**WHAT THIS TASK INVOLVES:** Where a line below holds the string "model", copy that line.

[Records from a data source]
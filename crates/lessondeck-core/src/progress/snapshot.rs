//! Aggregated job progress.

use chrono::{DateTime, Utc};
use serde::{Deserialize, Serialize};
use tracing::debug;

use super::status::{JobStatus, StepStatus};
use super::update::{ProgressUpdate, UpdateKind};

/// Progress of a single pipeline step.
#[derive(Debug, Clone, PartialEq, Serialize, Deserialize)]
#[serde(rename_all = "camelCase")]
pub struct StepProgress {
    /// Step identifier (e.g. `outline`, `slides`, `llm_polish`).
    pub step: String,
    /// Display name.
    pub name: String,
    pub status: StepStatus,
    pub progress_percent: f64,
    #[serde(skip_serializing_if = "Option::is_none")]
    pub error_message: Option<String>,
}

impl StepProgress {
    fn new(step: &str, name: Option<&str>) -> Self {
        Self {
            step: step.to_string(),
            name: name.unwrap_or(step).to_string(),
            status: StepStatus::Pending,
            progress_percent: 0.0,
            error_message: None,
        }
    }
}

/// Folded progress of one job, as seen by the client.
///
/// Invariants maintained by [`JobProgress::apply`]:
/// - step statuses only move forward (see [`StepStatus::can_transition_to`])
/// - `overall_progress_percent` stays within 0-100 and never decreases
///   unless the job has failed
/// - a completed job reports 100%
#[derive(Debug, Clone, PartialEq, Serialize, Deserialize)]
#[serde(rename_all = "camelCase")]
pub struct JobProgress {
    pub job_id: String,
    pub status: JobStatus,
    pub overall_progress_percent: f64,
    #[serde(skip_serializing_if = "Option::is_none")]
    pub current_step: Option<String>,
    pub steps: Vec<StepProgress>,
    #[serde(skip_serializing_if = "Option::is_none")]
    pub estimated_time_remaining_seconds: Option<f64>,
    #[serde(skip_serializing_if = "Option::is_none")]
    pub message: Option<String>,
    pub last_updated: DateTime<Utc>,
}

impl JobProgress {
    /// Empty progress for a freshly subscribed job.
    pub fn new(job_id: impl Into<String>) -> Self {
        Self {
            job_id: job_id.into(),
            status: JobStatus::Pending,
            overall_progress_percent: 0.0,
            current_step: None,
            steps: Vec::new(),
            estimated_time_remaining_seconds: None,
            message: None,
            last_updated: Utc::now(),
        }
    }

    /// Fold one update into the snapshot.
    pub fn apply(&mut self, update: &ProgressUpdate) {
        match &update.kind {
            UpdateKind::Progress {
                progress,
                current_step,
                step_name,
                message,
                estimated_time_remaining,
            } => {
                self.advance_status(JobStatus::Running);
                self.set_overall(*progress);
                if let Some(step) = current_step {
                    self.current_step = Some(step.clone());
                    self.transition_step(step, step_name.as_deref(), StepStatus::Running);
                }
                if message.is_some() {
                    self.message.clone_from(message);
                }
                self.estimated_time_remaining_seconds = *estimated_time_remaining;
            }
            UpdateKind::StepComplete {
                step,
                name,
                progress,
            } => {
                self.advance_status(JobStatus::Running);
                if self.transition_step(step, name.as_deref(), StepStatus::Completed)
                    && let Some(entry) = self.step_mut(step)
                {
                    entry.progress_percent = 100.0;
                }
                if let Some(progress) = progress {
                    self.set_overall(*progress);
                }
            }
            UpdateKind::StepError {
                step,
                name,
                error_message,
            } => {
                if self.transition_step(step, name.as_deref(), StepStatus::Failed)
                    && let Some(entry) = self.step_mut(step)
                {
                    entry.error_message = Some(error_message.clone());
                }
            }
            UpdateKind::JobComplete { message, .. } => {
                self.advance_status(JobStatus::Completed);
                self.overall_progress_percent = 100.0;
                self.estimated_time_remaining_seconds = Some(0.0);
                if message.is_some() {
                    self.message.clone_from(message);
                }
            }
            UpdateKind::JobError { error_message, .. } => {
                self.advance_status(JobStatus::Failed);
                self.message = Some(error_message.clone());
            }
            UpdateKind::JobStatus {
                status,
                progress,
                message,
            } => {
                self.advance_status(*status);
                if self.status == JobStatus::Completed {
                    self.overall_progress_percent = 100.0;
                } else {
                    self.set_overall(*progress);
                }
                if message.is_some() {
                    self.message.clone_from(message);
                }
            }
        }
        self.last_updated = update.timestamp;
    }

    /// Status is terminal.
    #[must_use]
    pub const fn is_finished(&self) -> bool {
        self.status.is_terminal()
    }

    /// Look up a step by identifier.
    #[must_use]
    pub fn step(&self, step: &str) -> Option<&StepProgress> {
        self.steps.iter().find(|s| s.step == step)
    }

    fn step_mut(&mut self, step: &str) -> Option<&mut StepProgress> {
        self.steps.iter_mut().find(|s| s.step == step)
    }

    /// Once terminal, the job status is frozen.
    fn advance_status(&mut self, next: JobStatus) {
        if self.status.is_terminal() {
            if self.status != next {
                debug!(
                    job_id = %self.job_id,
                    from = %self.status,
                    to = %next,
                    "Ignoring status change after terminal state"
                );
            }
            return;
        }
        if self.status == JobStatus::Running && next == JobStatus::Pending {
            return;
        }
        self.status = next;
    }

    fn set_overall(&mut self, value: f64) {
        let value = if value.is_finite() {
            value.clamp(0.0, 100.0)
        } else {
            0.0
        };
        if self.status == JobStatus::Failed || value >= self.overall_progress_percent {
            self.overall_progress_percent = value;
        }
    }

    /// Move a step forward, creating it on first sight.
    ///
    /// Returns `false` if the transition would regress the step.
    fn transition_step(&mut self, step: &str, name: Option<&str>, next: StepStatus) -> bool {
        if self.step(step).is_none() {
            self.steps.push(StepProgress::new(step, name));
        }
        let Some(entry) = self.step_mut(step) else {
            return false;
        };
        if !entry.status.can_transition_to(next) {
            debug!(step = %step, from = ?entry.status, to = ?next, "Ignoring step regression");
            return false;
        }
        entry.status = next;
        if let Some(name) = name {
            entry.name = name.to_string();
        }
        true
    }
}

#[cfg(test)]
mod tests {
    use super::*;

    fn progress(value: f64, step: Option<&str>) -> ProgressUpdate {
        ProgressUpdate::now(
            "job-1",
            UpdateKind::Progress {
                progress: value,
                current_step: step.map(str::to_string),
                step_name: None,
                message: None,
                estimated_time_remaining: Some(12.0),
            },
        )
    }

    #[test]
    fn test_overall_progress_never_decreases() {
        let mut job = JobProgress::new("job-1");
        job.apply(&progress(40.0, None));
        job.apply(&progress(25.0, None));
        assert!((job.overall_progress_percent - 40.0).abs() < f64::EPSILON);
        job.apply(&progress(55.0, None));
        assert!((job.overall_progress_percent - 55.0).abs() < f64::EPSILON);
        assert_eq!(job.status, JobStatus::Running);
    }

    #[test]
    fn test_progress_is_clamped() {
        let mut job = JobProgress::new("job-1");
        job.apply(&progress(250.0, None));
        assert!((job.overall_progress_percent - 100.0).abs() < f64::EPSILON);
    }

    #[test]
    fn test_step_status_is_monotonic() {
        let mut job = JobProgress::new("job-1");
        job.apply(&progress(10.0, Some("outline")));
        job.apply(&ProgressUpdate::now(
            "job-1",
            UpdateKind::StepComplete {
                step: "outline".to_string(),
                name: Some("Outline".to_string()),
                progress: Some(30.0),
            },
        ));
        // A late progress message naming the same step must not reopen it.
        job.apply(&progress(35.0, Some("outline")));

        let step = job.step("outline").unwrap();
        assert_eq!(step.status, StepStatus::Completed);
        assert_eq!(step.name, "Outline");
        assert!((step.progress_percent - 100.0).abs() < f64::EPSILON);
        assert!((job.overall_progress_percent - 35.0).abs() < f64::EPSILON);
    }

    #[test]
    fn test_step_error_records_message() {
        let mut job = JobProgress::new("job-1");
        job.apply(&ProgressUpdate::now(
            "job-1",
            UpdateKind::StepError {
                step: "llm_polish".to_string(),
                name: None,
                error_message: "model timeout".to_string(),
            },
        ));
        let step = job.step("llm_polish").unwrap();
        assert_eq!(step.status, StepStatus::Failed);
        assert_eq!(step.error_message.as_deref(), Some("model timeout"));
        assert!(!job.is_finished());
    }

    #[test]
    fn test_completion_sets_full_progress() {
        let mut job = JobProgress::new("job-1");
        job.apply(&progress(80.0, None));
        job.apply(&ProgressUpdate::now(
            "job-1",
            UpdateKind::JobComplete {
                presentation_id: Some("p-1".to_string()),
                result: None,
                message: None,
            },
        ));
        assert!(job.is_finished());
        assert_eq!(job.status, JobStatus::Completed);
        assert!((job.overall_progress_percent - 100.0).abs() < f64::EPSILON);

        // Terminal status is frozen.
        job.apply(&progress(10.0, None));
        assert_eq!(job.status, JobStatus::Completed);
        assert!((job.overall_progress_percent - 100.0).abs() < f64::EPSILON);
    }

    #[test]
    fn test_failed_job_may_report_lower_progress() {
        let mut job = JobProgress::new("job-1");
        job.apply(&progress(60.0, None));
        job.apply(&ProgressUpdate::now(
            "job-1",
            UpdateKind::JobError {
                error_message: "render failed".to_string(),
                error_code: None,
            },
        ));
        job.apply(&ProgressUpdate::now(
            "job-1",
            UpdateKind::JobStatus {
                status: JobStatus::Failed,
                progress: 0.0,
                message: None,
            },
        ));
        assert_eq!(job.status, JobStatus::Failed);
        assert!(job.overall_progress_percent.abs() < f64::EPSILON);
        assert_eq!(job.message.as_deref(), Some("render failed"));
    }
}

**SOLUTION BELOW:**
                error_message: "model timeout".to_string(),
        assert_eq!(step.error_message.as_deref(), Some("model timeout"));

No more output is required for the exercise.